A lot of this is percussion-centered, percussion-only, or electric keyboard & percussion duets. Good stuff. The definitive Bandcamp version includes both parts of “Yucatan”:

https://sunramusic.bandcamp.com/album/atlantis

sleeve, Friday, 13 March 2020 14:00 (four years ago) link

Could there be a better time than "strictly enforced social distancing" to bone up on my Sun Ra?!?! Whenever we go back to classes, I need to start my unit on jazz so heeeeeeyo -- thanks for the monumental effort of this thread!

I have read parts of Space is the Place (and have it) and know this-and-that about Sun Ra, but haven't ever focused super intently on his output. I saw the Arkestra on NYE a few years ago.

weird woman in a bar (La Lechera), Friday, 13 March 2020 14:46 (four years ago) link

Hi LL! Nice to see you in here, please enjoy the amazing tunes!

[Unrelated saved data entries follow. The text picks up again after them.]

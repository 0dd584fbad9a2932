use axum::{Router, middleware};

use crate::incoming::http_axum::middleware::{
    bearer_auth::require_api_token, request_id::request_id_middleware,
};
use crate::shared::app_state::AppState;

pub trait RouterExt {
    fn with_request_id(self) -> Self;
    fn with_api_token_auth(self, state: AppState) -> Self;
}

impl RouterExt for Router<AppState> {
    fn with_request_id(self) -> Self {
        self.layer(middleware::from_fn(request_id_middleware))
    }

    fn with_api_token_auth(self, state: AppState) -> Self {
        self.layer(middleware::from_fn_with_state(state, require_api_token))
    }
}
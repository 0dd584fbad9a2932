pub(crate) mod core;
pub(crate) mod error_mapper;
pub(crate) mod router_ext;

// dto and handlers stay public so the OpenAPI aggregate can reference them
pub mod dto;
#[cfg(feature = "docs")]
pub mod docs;
pub mod handlers;
pub mod middleware;
pub mod routes;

sleeve, Friday, 13 March 2020 15:22 (four years ago) link

Atlantis is epic but not one of my favorites tbh

Οὖτις, Friday, 13 March 2020 15:27 (four years ago) link

apparently Danny Ray Thompson just passed :( RIP

Οὖτις, Friday, 13 March 2020 17:23 (four years ago) link

Saw that. He had also played in DC funk/ proto-go-go band Black Heat

curmudgeon, Friday, 13 March 2020 18:29 (four years ago) link

1968 - loose ends

STOP THE PRESSES! We have something to add in that we missed, released on vinyl by the US label Roaratorio. A set from May 1965 (!!):

https://www.discogs.com/Sun-Ra-His-Astro-Infinity-Arkestra-Other-Strange-Worlds/release/5457402

Not on Spotify, but the album is on Youtube:

https://www.youtube.com/watch?v=qxxnXYC8iLw

There’s also track from Spaceways with June Tyson, mentioned earlier, recorded around ’68 that fits in here.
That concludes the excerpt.